Sunday, March 10, 2013

Growth and Improvement Part 1 - Measurements

By Jeff


Have you ever set a goal, got ¾ of the way to achieving that goal (in a relatively short amount of time), and then plateau never hitting the goal? This is a pretty common occurrence in every aspect of life. You want to drop 30 lbs to get in the normal BMI range (BMI is an entire topic of it's own but it is still an OK health indicator for the majority of the population). So you work hard and drop 15 pounds in 5 weeks, only to lose 5 more pounds in the following 10 weeks never hitting you 30 lbs weight loss goal. Or you want to break a 6 minute mile so you cut your mile time to 6:30 at first and plateau at 6:25. I'm sure this has happened to all of us on multiple occasions. This write-up will be a multi-post article geared towards what I talked about above – improvement or even better - growth.

Ask yourself the question, what is my purpose in life? If you are religious your answer would probably be “spiritual growth” - to grow closer to God, to your family, friends and neighbors. If you are not religious your answer would probably be “to live” (in a very generic sense). But I would be incorrect to say atheists aren't constantly striving for growth either. However, this is a fitness and health blog, why bring up the purpose in life? The answer is because everything is interconnected. Your physical health improves/grows, you feel better mentally, therefore your mental health grows, this could only lift your spirit (spiritual growth), all of which makes you more available to improve your spiritual health even further. So to sum it up, taking two hours a week (out of a total of 168 hours in a week) to grow physically, can have a drastic effect on your overall well-being as a human (physically, mentally, emotionally, spiritually).

The topic of the first “growth” post will be on measurement. 


Measurement can go a long way in growth. When you are little kid you know that you are growing bigger by always having to buy bigger and bigger shoes, and by measuring how tall you are. Those are obvious measurements that don't need any record keeping. In terms of fitness – you can measure your body weight, body fat %, heart rate, mile time (or any distance), length or heights (think field events in track and field), or weight of the object your are lifting. If you want to dig even further you can measure efficiencies, probabilities, percentages, standard deviations, or anything you can learn from a statistics class. The point is measurements are a bulletproof way to tell you if you are improving or not and recording your measurements in a spreadsheet and running statistics on them can help you develop a bulletproof way on breaking plateaus. However, you will have to wait for another post to hear more detail on these measurements.

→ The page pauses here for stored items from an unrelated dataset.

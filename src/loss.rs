use burn::{nn::loss::Reduction, prelude::*};

/// Negative log-likelihood loss over log-probabilities.
///
/// Pairs with a model ending in `log_softmax`: `NLL(log_softmax(x))` is the
/// cross entropy of the logits `x`.
#[derive(Clone, Debug, Default)]
pub struct NllLoss;

impl NllLoss {
    /// Create the loss.
    pub fn new() -> Self {
        Self
    }

    /// Compute the loss with the given reduction.
    ///
    /// # Shapes
    ///   - log_probs: [batch_size, num_classes]
    ///   - targets: [batch_size]
    ///   - output: [1]
    pub fn forward<B: Backend>(
        &self,
        log_probs: Tensor<B, 2>,
        targets: Tensor<B, 1, Int>,
        reduction: Reduction,
    ) -> Tensor<B, 1> {
        let losses = self.forward_no_reduction(log_probs, targets);

        match reduction {
            Reduction::Sum => losses.sum(),
            _ => losses.mean(),
        }
    }

    /// Compute the loss of every item of the batch.
    ///
    /// # Shapes
    ///   - log_probs: [batch_size, num_classes]
    ///   - targets: [batch_size]
    ///   - output: [batch_size]
    pub fn forward_no_reduction<B: Backend>(
        &self,
        log_probs: Tensor<B, 2>,
        targets: Tensor<B, 1, Int>,
    ) -> Tensor<B, 1> {
        let [batch_size, _] = log_probs.dims();
        let indices = targets.reshape([batch_size, 1]);

        log_probs.gather(1, indices).reshape([batch_size]).neg()
    }
}

/// Number of rows whose arg-max matches the target class.
pub fn correct_predictions<B: Backend>(
    log_probs: Tensor<B, 2>,
    targets: Tensor<B, 1, Int>,
) -> usize {
    let [batch_size, _] = log_probs.dims();
    let predictions = log_probs.argmax(1).reshape([batch_size]);

    predictions
        .equal(targets)
        .int()
        .sum()
        .into_scalar()
        .elem::<i64>() as usize
}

The measurements that I want to talk about today are more generic then the above paragraph. They are tailored to help you identify what goals you truly want to achieve aka “how bad do you want it?” What I recommend is to keep a diary, for most people this would be their smartphone. And write down every single negative thought or complaint that ever crosses your mind. Yeah, this is a little extreme, but the more you write down the higher your chances to grow in the long run. Go back through all of your Facebook posts, emails, old diaries, tweets...anything that records your thoughts and look for negative thoughts or complaints and compile them into one location. You can probably sense where I'm going with this. All of this record keeping are measurements. Start tallying up which negative thoughts cross your mind the most often, and you know the high counts to the most crucial thing you need to grow or improve on. Not only will this help identify what goals you truly want to achieve, it will help you vent and will help your emotional health grow.